Across the world, fertility is declining in very different societies — conservative and liberal, big and small state, growing economies and stagnating ones. Even India — known for its growing population — now has fewer births per woman than the theoretical replacement rate of 2.1. In Europe in 2023, the rate fell in "Hungary, Germany, Iceland, Ireland, all the ones who were really high or were paraded as examples . . . It seems that Finland might be a forerunner, unfortunately."
"The strange thing with fertility is nobody really knows what's going on. The policy responses are untried because it's a new situation. It's not primarily driven by economics or family policies. It's something cultural, psychological, biological, cognitive." At the Family Federation, Rotkirch oversees a unique series of surveys, which ask young people not just how many children they are planning to have, but how many they would ideally like to have. Her findings suggest that children do not fit into many millennials' life plans. Once it was a sacrifice not to have children; now starting a family means sacrificing independence. "In most societies, having children was a cornerstone of adulthood. Now it's something you have if you already have everything else. It becomes the capstone."
Rotkirch also suspects that the spread of social media is playing a role, not least by stoking political polarisation, loneliness and mental health issues, which reduce fertility. Stabilising birth rates may require not just top-down policies but a societal rethink. "What would society look like if we valued reproduction, and raising babies, not just your own, as much as [economic] production?"

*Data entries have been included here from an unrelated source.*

//! Error types for web handlers.
//!
//! [`AppError`] is the single error type returned by Backline handlers. It
//! carries an HTTP status, a machine-readable code and a user-facing message,
//! and implements Axum's `IntoResponse`.

use axum::{
    Json,
    http::StatusCode,
    response::{IntoResponse, Response},
};
use backline_auth::AuthError;
use backline_core::record_store::RecordStoreError;
use serde::{Deserialize, Serialize};
use std::fmt;

/// Application error type for web handlers.
///
/// Server errors are logged with their source when converted into a
/// response; client errors are not logged.
///
/// # Examples
///
/// ```ignore
/// async fn handler(Path(id): Path<Uuid>) -> Result<Json<Contact>, AppError> {
///     let contact = ledger.get_contact(id).await?
///         .ok_or_else(|| AppError::not_found("Contact", id))?;
///     Ok(Json(contact))
/// }
/// ```
#[derive(Debug)]
pub struct AppError {
    status: StatusCode,
    message: String,
    code: String,
    /// Internal error (for logging, not exposed to client)
    source: Option<anyhow::Error>,
}

impl AppError {
    /// Create a new application error.
    #[must_use]
    pub const fn new(status: StatusCode, message: String, code: String) -> Self {
        Self {
            status,
            message,
            code,
            source: None,
        }
    }

    /// Attach the underlying error for logging.
    #[must_use]
    pub fn with_source(mut self, source: impl Into<anyhow::Error>) -> Self {
        self.source = Some(source.into());
        self
    }

    /// HTTP status of this error.
    #[must_use]
    pub const fn status(&self) -> StatusCode {
        self.status
    }

    /// Machine-readable error code.
    #[must_use]
    pub fn code(&self) -> &str {
        &self.code
    }

    /// User-facing message.
    #[must_use]
    pub fn message(&self) -> &str {
        &self.message
    }

    /// Create a 400 Bad Request error.
    #[must_use]
    pub fn bad_request(message: impl Into<String>) -> Self {
        Self::new(StatusCode::BAD_REQUEST, message.into(), "BAD_REQUEST".to_string())
    }

    /// Create a 401 Unauthorized error.
    #[must_use]
    pub fn unauthorized(message: impl Into<String>) -> Self {
        Self::new(StatusCode::UNAUTHORIZED, message.into(), "UNAUTHORIZED".to_string())
    }

    /// Create a 404 Not Found error.
    #[must_use]
    pub fn not_found(resource: impl fmt::Display, id: impl fmt::Display) -> Self {
        Self::new(
            StatusCode::NOT_FOUND,
            format!("{resource} with id {id} not found"),
            "NOT_FOUND".to_string(),
        )
    }

    /// Create a 409 Conflict error.
    #[must_use]
    pub fn conflict(message: impl Into<String>) -> Self {
        Self::new(StatusCode::CONFLICT, message.into(), "CONFLICT".to_string())
    }

    /// Create a 422 Unprocessable Entity error.
    #[must_use]
    pub fn validation(message: impl Into<String>) -> Self {
        Self::new(
            StatusCode::UNPROCESSABLE_ENTITY,
            message.into(),
            "VALIDATION_ERROR".to_string(),
        )
    }

    /// Create a 500 Internal Server Error.
    #[must_use]
    pub fn internal(message: impl Into<String>) -> Self {
        Self::new(
            StatusCode::INTERNAL_SERVER_ERROR,
            message.into(),
            "INTERNAL_SERVER_ERROR".to_string(),
        )
    }

    /// Create a 502 Bad Gateway error (an upstream provider failed).
    #[must_use]
    pub fn bad_gateway(message: impl Into<String>) -> Self {
        Self::new(StatusCode::BAD_GATEWAY, message.into(), "BAD_GATEWAY".to_string())
    }

    /// Create a 503 Service Unavailable error.
    #[must_use]
    pub fn unavailable(message: impl Into<String>) -> Self {
        Self::new(
            StatusCode::SERVICE_UNAVAILABLE,
            message.into(),
            "SERVICE_UNAVAILABLE".to_string(),
        )
    }
}

impl fmt::Display for AppError {
    fn fmt(&self, f: &mut fmt::Formatter<'_>) -> fmt::Result {
        write!(f, "[{}] {}", self.code, self.message)
    }
}

impl std::error::Error for AppError {
    fn source(&self) -> Option<&(dyn std::error::Error + 'static)> {
        self.source
            .as_ref()
            .map(|e| e.as_ref() as &(dyn std::error::Error + 'static))
    }
}

/// Error response body (JSON).
#[derive(Debug, Serialize, Deserialize, PartialEq, Eq)]
pub struct ErrorResponse {
    /// Error code (for client error handling).
    pub code: String,
    /// Human-readable error message.
    pub message: String,
}

impl IntoResponse for AppError {
    fn into_response(self) -> Response {
        if self.status.is_server_error() {
            if let Some(source) = &self.source {
                tracing::error!(
                    status = %self.status,
                    code = %self.code,
                    message = %self.message,
                    error = %source,
                    "Internal server error"
                );
            } else {
                tracing::error!(
                    status = %self.status,
                    code = %self.code,
                    message = %self.message,
                    "Internal server error"
                );
            }
        }

        let body = ErrorResponse {
            code: self.code,
            message: self.message,
        };

        (self.status, Json(body)).into_response()
    }
}

impl From<anyhow::Error> for AppError {
    fn from(err: anyhow::Error) -> Self {
        Self::internal("An internal error occurred").with_source(err)
    }
}

/// Record store failures that reach a handler unclassified are server errors.
impl From<RecordStoreError> for AppError {
    fn from(err: RecordStoreError) -> Self {
        Self::internal("A storage error occurred").with_source(err)
    }
}

impl From<AuthError> for AppError {
    fn from(err: AuthError) -> Self {
        match err {
            AuthError::InvalidCredentials => Self::unauthorized("Invalid email or password"),
            e if e.is_unauthenticated() => Self::unauthorized("Missing or expired session"),
            e @ (AuthError::ProviderError { .. } | AuthError::RequestFailed(_)) => {
                Self::bad_gateway("Authentication provider unavailable").with_source(e)
            },
            e => Self::internal("An internal error occurred").with_source(e),
        }
    }
}

#[cfg(test)]
mod tests {
    use super::*;

    #[test]
    fn test_error_display() {
        let err = AppError::bad_request("Invalid input");
        assert_eq!(err.to_string(), "[BAD_REQUEST] Invalid input");
    }

    #[test]
    fn test_not_found() {
        let err = AppError::not_found("Booking", "123");
        assert_eq!(err.to_string(), "[NOT_FOUND] Booking with id 123 not found");
        assert_eq!(err.status(), StatusCode::NOT_FOUND);
    }

    #[test]
    fn test_validation() {
        let err = AppError::validation("Email is required");
        assert_eq!(err.status(), StatusCode::UNPROCESSABLE_ENTITY);
        assert_eq!(err.code(), "VALIDATION_ERROR");
    }

    #[test]
    fn store_errors_are_internal() {
        let err = AppError::from(RecordStoreError::DatabaseError("down".into()));
        assert_eq!(err.status(), StatusCode::INTERNAL_SERVER_ERROR);
        assert!(std::error::Error::source(&err).is_some());
    }

    #[test]
    fn auth_errors_map_to_unauthorized() {
        assert_eq!(
            AppError::from(AuthError::InvalidCredentials).status(),
            StatusCode::UNAUTHORIZED
        );
        assert_eq!(
            AppError::from(AuthError::SessionNotFound).status(),
            StatusCode::UNAUTHORIZED
        );
        assert_eq!(
            AppError::from(AuthError::RequestFailed("dns".into())).status(),
            StatusCode::BAD_GATEWAY
        );
    }
}
//! Booking endpoints:
//! - GET /api/admin/bookings?state=<state|all>
//! - POST /api/admin/bookings
//! - GET /api/admin/bookings/:id
//! - PUT /api/admin/bookings/:id
//! - GET /api/admin/bookings/:id/transitions
//! - POST /api/admin/bookings/:id/transitions

use crate::aggregates::booking::{Booking, BookingChanges, BookingDraft, BookingLifecycle, BookingTransition};
use crate::server::{AdminSession, AppState};
use crate::types::BookingId;
use axum::{
    Json,
    extract::{Path, Query, State},
    http::StatusCode,
};
use backline_web::AppError;
use serde::{Deserialize, Serialize};

/// Query parameters for listing bookings.
#[derive(Debug, Default, Deserialize)]
pub struct ListBookingsQuery {
    /// Lifecycle state, or `all`
    pub state: Option<String>,
}

impl ListBookingsQuery {
    fn state(&self) -> Result<Option<BookingLifecycle>, AppError> {
        match self.state.as_deref() {
            None | Some("" | "all") => Ok(None),
            Some(state) => state.parse().map(Some).map_err(AppError::validation),
        }
    }
}

/// Request to apply an admin action.
#[derive(Debug, Deserialize)]
pub struct TransitionRequest {
    /// Action name (`approve`, `cancel`, ...)
    pub action: BookingTransition,
}

/// Actions available from a booking's current state.
#[derive(Debug, Serialize)]
pub struct AvailableTransitions {
    /// Current state
    pub state: BookingLifecycle,
    /// Actions the transition table allows from it
    pub actions: Vec<BookingTransition>,
}

/// List bookings, optionally in one state.
///
/// ```bash
/// curl -H "Authorization: Bearer <token>" \
///   "http://localhost:8080/api/admin/bookings?state=confirmed"
/// ```
///
/// # Errors
///
/// 422 for an unknown state name.
pub async fn list_bookings(
    _session: AdminSession,
    State(state): State<AppState>,
    Query(query): Query<ListBookingsQuery>,
) -> Result<Json<Vec<Booking>>, AppError> {
    Ok(Json(state.bookings.list(query.state()?).await?))
}

/// Create a booking in `inquiry`.
///
/// # Errors
///
/// 422 when a required field is missing or malformed.
pub async fn create_booking(
    _session: AdminSession,
    State(state): State<AppState>,
    Json(draft): Json<BookingDraft>,
) -> Result<(StatusCode, Json<Booking>), AppError> {
    let booking = state.bookings.create(draft).await?;
    Ok((StatusCode::CREATED, Json(booking)))
}

/// One booking.
///
/// # Errors
///
/// 404 for an unknown id.
pub async fn get_booking(
    _session: AdminSession,
    State(state): State<AppState>,
    Path(id): Path<BookingId>,
) -> Result<Json<Booking>, AppError> {
    Ok(Json(state.bookings.get(id).await?))
}

/// Replace a booking's fields, optionally moving it one edge.
///
/// # Errors
///
/// 404, 409 for an illegal move or a concurrent change, 422 for bad fields.
pub async fn edit_booking(
    _session: AdminSession,
    State(state): State<AppState>,
    Path(id): Path<BookingId>,
    Json(changes): Json<BookingChanges>,
) -> Result<Json<Booking>, AppError> {
    Ok(Json(state.bookings.edit(id, changes).await?))
}

/// Actions the admin may take on a booking right now.
///
/// # Errors
///
/// 404 for an unknown id.
pub async fn available_transitions(
    _session: AdminSession,
    State(state): State<AppState>,
    Path(id): Path<BookingId>,
) -> Result<Json<AvailableTransitions>, AppError> {
    let booking = state.bookings.get(id).await?;
    let actions = BookingTransition::ALL
        .into_iter()
        .filter(|action| booking.state.apply(*action).is_some())
        .collect();
    Ok(Json(AvailableTransitions {
        state: booking.state,
        actions,
    }))
}

/// Apply an admin action.
///
/// ```bash
/// curl -X POST -H "Authorization: Bearer <token>" \
///   -H "Content-Type: application/json" \
///   -d '{"action": "approve"}' \
///   http://localhost:8080/api/admin/bookings/<id>/transitions
/// ```
///
/// # Errors
///
/// 404, 409 when the action is not allowed from the current state, 422 when
/// confirming without an event date.
pub async fn apply_transition(
    _session: AdminSession,
    State(state): State<AppState>,
    Path(id): Path<BookingId>,
    Json(request): Json<TransitionRequest>,
) -> Result<Json<Booking>, AppError> {
    Ok(Json(state.bookings.transition(id, request.action).await?))
}
//! Admin session extractor.
//!
//! Resolves the request's bearer token through the auth provider. Handlers
//! that take an [`AdminSession`] are admin-only; there is no ambient user.

use super::state::AppState;
use axum::{async_trait, extract::FromRequestParts, http::request::Parts};
use backline_auth::Session;
use backline_web::{AppError, BearerToken};

/// A live admin session, resolved from `Authorization: Bearer <token>`.
#[derive(Debug, Clone)]
pub struct AdminSession(pub Session);

#[async_trait]
impl FromRequestParts<AppState> for AdminSession {
    type Rejection = AppError;

    async fn from_request_parts(parts: &mut Parts, state: &AppState) -> Result<Self, Self::Rejection> {
        let BearerToken(token) = BearerToken::from_request_parts(parts, state).await?;
        let session = state.auth.get_session(&token).await?;

        if session.is_expired(state.clock.now()) {
            tracing::debug!(user_id = %session.user.id, "Rejected expired session");
            return Err(AppError::unauthorized("Missing or expired session"));
        }

        Ok(Self(session))
    }
}
//! GoTrue-compatible auth provider over HTTP.

use super::{AuthFuture, AuthProvider};
use crate::error::{AuthError, Result};
use crate::state::{AuthEvent, Session, User};
use chrono::{Duration, Utc};
use reqwest::{Client, RequestBuilder, Response, StatusCode};
use serde::Deserialize;
use serde_json::json;
use tokio::sync::broadcast;

#[derive(Debug, Deserialize)]
struct TokenResponse {
    access_token: String,
    #[serde(default)]
    expires_in: Option<i64>,
    user: User,
}

/// Auth provider speaking the GoTrue REST API (`/auth/v1/...`).
#[derive(Debug, Clone)]
pub struct GoTrueAuthProvider {
    client: Client,
    base_url: String,
    api_key: String,
    events: broadcast::Sender<AuthEvent>,
}

impl GoTrueAuthProvider {
    /// Create a provider for the project at `base_url` using its public API key.
    #[must_use]
    pub fn new(base_url: impl Into<String>, api_key: impl Into<String>) -> Self {
        let (events, _) = broadcast::channel(32);
        Self {
            client: Client::new(),
            base_url: base_url.into().trim_end_matches('/').to_string(),
            api_key: api_key.into(),
            events,
        }
    }

    fn request(&self, builder: RequestBuilder) -> RequestBuilder {
        builder.header("apikey", &self.api_key)
    }

    fn url(&self, path: &str) -> String {
        format!("{}/auth/v1/{path}", self.base_url)
    }

    async fn send(builder: RequestBuilder) -> Result<Response> {
        builder
            .send()
            .await
            .map_err(|e| AuthError::RequestFailed(e.to_string()))
    }

    async fn provider_error(response: Response) -> AuthError {
        let status = response.status().as_u16();
        let message = response.text().await.unwrap_or_default();
        AuthError::ProviderError { status, message }
    }

    fn notify(&self, event: AuthEvent) {
        // No subscribers is fine.
        let _ = self.events.send(event);
    }
}

impl AuthProvider for GoTrueAuthProvider {
    fn sign_in_with_password(&self, email: &str, password: &str) -> AuthFuture<'_, Session> {
        let body = json!({ "email": email, "password": password });
        Box::pin(async move {
            let response = Self::send(
                self.request(self.client.post(self.url("token?grant_type=password")))
                    .json(&body),
            )
            .await?;

            match response.status() {
                status if status.is_success() => {
                    let token = response
                        .json::<TokenResponse>()
                        .await
                        .map_err(|e| AuthError::InternalError(e.to_string()))?;
                    let session = Session {
                        access_token: token.access_token,
                        user: token.user,
                        expires_at: token
                            .expires_in
                            .map(|secs| Utc::now() + Duration::seconds(secs)),
                    };
                    tracing::info!(user_id = %session.user.id, "Admin signed in");
                    self.notify(AuthEvent::SignedIn(session.clone()));
                    Ok(session)
                },
                StatusCode::BAD_REQUEST | StatusCode::UNAUTHORIZED => {
                    tracing::warn!("Admin sign-in rejected");
                    Err(AuthError::InvalidCredentials)
                },
                _ => Err(Self::provider_error(response).await),
            }
        })
    }

    fn sign_out(&self, access_token: &str) -> AuthFuture<'_, ()> {
        let token = access_token.to_string();
        Box::pin(async move {
            let session = self.get_session(&token).await?;
            let response =
                Self::send(self.request(self.client.post(self.url("logout"))).bearer_auth(&token))
                    .await?;
            if !response.status().is_success() {
                return Err(Self::provider_error(response).await);
            }
            tracing::info!(user_id = %session.user.id, "Admin signed out");
            self.notify(AuthEvent::SignedOut {
                user_id: session.user.id,
            });
            Ok(())
        })
    }

    fn reset_password_for_email(&self, email: &str) -> AuthFuture<'_, ()> {
        let body = json!({ "email": email });
        Box::pin(async move {
            let response =
                Self::send(self.request(self.client.post(self.url("recover"))).json(&body)).await?;
            if response.status().is_success() {
                Ok(())
            } else {
                Err(Self::provider_error(response).await)
            }
        })
    }

    fn get_session(&self, access_token: &str) -> AuthFuture<'_, Session> {
        let token = access_token.to_string();
        Box::pin(async move {
            let response =
                Self::send(self.request(self.client.get(self.url("user"))).bearer_auth(&token))
                    .await?;
            match response.status() {
                status if status.is_success() => {
                    let user = response
                        .json::<User>()
                        .await
                        .map_err(|e| AuthError::InternalError(e.to_string()))?;
                    Ok(Session {
                        access_token: token,
                        user,
                        expires_at: None,
                    })
                },
                StatusCode::UNAUTHORIZED | StatusCode::FORBIDDEN => Err(AuthError::SessionNotFound),
                _ => Err(Self::provider_error(response).await),
            }
        })
    }

    fn subscribe(&self) -> broadcast::Receiver<AuthEvent> {
        self.events.subscribe()
    }
}
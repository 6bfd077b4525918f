//! Router configuration for the back-office.
//!
//! Everything under `/api/admin` requires a bearer session (enforced by the
//! [`AdminSession`](super::AdminSession) extractor in each handler).

use super::state::AppState;
use crate::api::{auth, bookings, chat, contacts, inquiries, invoices, payments, roster};
use axum::{
    Router,
    routing::{delete, get, post, put},
};
use backline_web::correlation_id_layer;
use backline_web::handlers::health::{health_check, readiness_check};
use tower_http::cors::CorsLayer;
use tower_http::trace::TraceLayer;

/// Build the complete Axum router.
pub fn build_router(state: AppState) -> Router {
    let auth_routes = Router::new()
        .route("/sign-in", post(auth::sign_in))
        .route("/sign-out", post(auth::sign_out))
        .route("/reset-password", post(auth::reset_password))
        .route("/session", get(auth::current_session));

    let admin_routes = Router::new()
        // Bookings
        .route(
            "/bookings",
            get(bookings::list_bookings).post(bookings::create_booking),
        )
        .route(
            "/bookings/:id",
            get(bookings::get_booking).put(bookings::edit_booking),
        )
        .route(
            "/bookings/:id/transitions",
            get(bookings::available_transitions).post(bookings::apply_transition),
        )
        // Inquiries
        .route("/inbox", get(inquiries::inbox))
        .route("/conversations", get(inquiries::list_conversations))
        .route(
            "/conversations/:id",
            delete(inquiries::delete_conversation),
        )
        .route("/conversations/:id/messages", get(inquiries::list_messages))
        .route("/conversations/:id/status", put(inquiries::set_status))
        .route(
            "/conversations/:id/booking-draft",
            get(inquiries::booking_draft_for),
        )
        .route("/conversations/:id/promote", post(inquiries::promote))
        // Contacts
        .route("/summary", get(contacts::summary))
        .route(
            "/contacts",
            get(contacts::list_contacts).post(contacts::create_contact),
        )
        .route("/contacts/bulk-delete", post(contacts::bulk_delete_contacts))
        .route("/contacts/export", get(contacts::export_contacts))
        .route("/contacts/import", post(contacts::import_contacts))
        .route(
            "/contacts/:id",
            get(contacts::get_contact)
                .put(contacts::update_contact)
                .delete(contacts::delete_contact),
        )
        // Payments
        .route(
            "/payments",
            get(payments::list_payments).post(payments::create_payment),
        )
        .route("/payments/bulk-delete", post(payments::bulk_delete_payments))
        .route("/payments/export", get(payments::export_payments))
        .route("/payments/import", post(payments::import_payments))
        .route(
            "/payments/:id",
            get(payments::get_payment)
                .put(payments::update_payment)
                .delete(payments::delete_payment),
        )
        // Invoices
        .route(
            "/invoices",
            get(invoices::list_invoices).post(invoices::create_invoice),
        )
        .route("/invoices/totals", post(invoices::preview_totals))
        .route("/invoices/print-layout", get(invoices::print_layout))
        .route(
            "/invoices/:id",
            get(invoices::get_invoice)
                .put(invoices::update_invoice)
                .delete(invoices::delete_invoice),
        )
        .route("/invoices/:id/mark-paid", post(invoices::mark_paid))
        .route("/invoices/:id/email", get(invoices::invoice_email))
        // Roster
        .route(
            "/band-members",
            get(roster::list_members).post(roster::create_member),
        )
        .route(
            "/band-members/:id",
            put(roster::update_member).delete(roster::delete_member),
        )
        .route(
            "/band-members/:id/availability-chat",
            post(roster::availability_chat),
        )
        .route(
            "/availability",
            get(roster::list_availability).post(roster::add_availability),
        )
        .route(
            "/availability/:id",
            put(roster::edit_availability).delete(roster::delete_availability),
        );

    let api_routes = Router::new()
        .nest("/auth", auth_routes)
        .route("/chat", post(chat::relay))
        .nest("/admin", admin_routes);

    Router::new()
        // Health checks (no authentication)
        .route("/health", get(health_check))
        .route("/ready", get(readiness_check))
        .nest("/api", api_routes)
        .layer(TraceLayer::new_for_http())
        .layer(correlation_id_layer())
        .layer(CorsLayer::permissive())
        .with_state(state)
}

Childlessness in Finland majorly appearing for the first time:
Until recently, fertility decline was driven by families having fewer children than their parents and grandparents. Now the key dynamic is childlessness. In Finland, three-quarters of the recent decline in fertility is attributable to people who have no children. "You see similar trends everywhere." In the family barometer surveys, among Finns born in the late 1970s and 1980s, fewer than one in twenty said at the age of 25 that they didn't want to have children. Among those born in the late 1980s and early 1990s, that proportion rose to nearly one in four. Nearly 40 per cent of Finnish men with low education are now childless at the age of 45 (and probably for life): a "huge" proportion. Most have no partners. Men are as likely as women to say they want children, but are more likely to be childless.
The idealized life course for more and more modern women unfortunately doesn't line up with biology:
Women's fertility drops in their late thirties and forties: society has to adapt. "If you do everything that typical ministers of finance tell you to do, you are 45 — you have a house and a doctorate and it's too late. The idealised life course is really at odds with female reproductive biology."
I know the internet is typically not a place for nuanced discussion but it feels short sighted to approach the fertility topic by just screaming about money. Globally, Human lives are far more complex and busy than at any time in history. People also live in far more luxurious and resourced standards of living than ever before. Hunger and poverty are at all time lows.
Far less people are having kids "because there's nothing else to do" since there's a whole lot to do now.
People in developed countries (especially Europe) can find things to do for an entire lifetime beyond having children (traveling the world, picking up hobbies, and women can work!) without getting bored.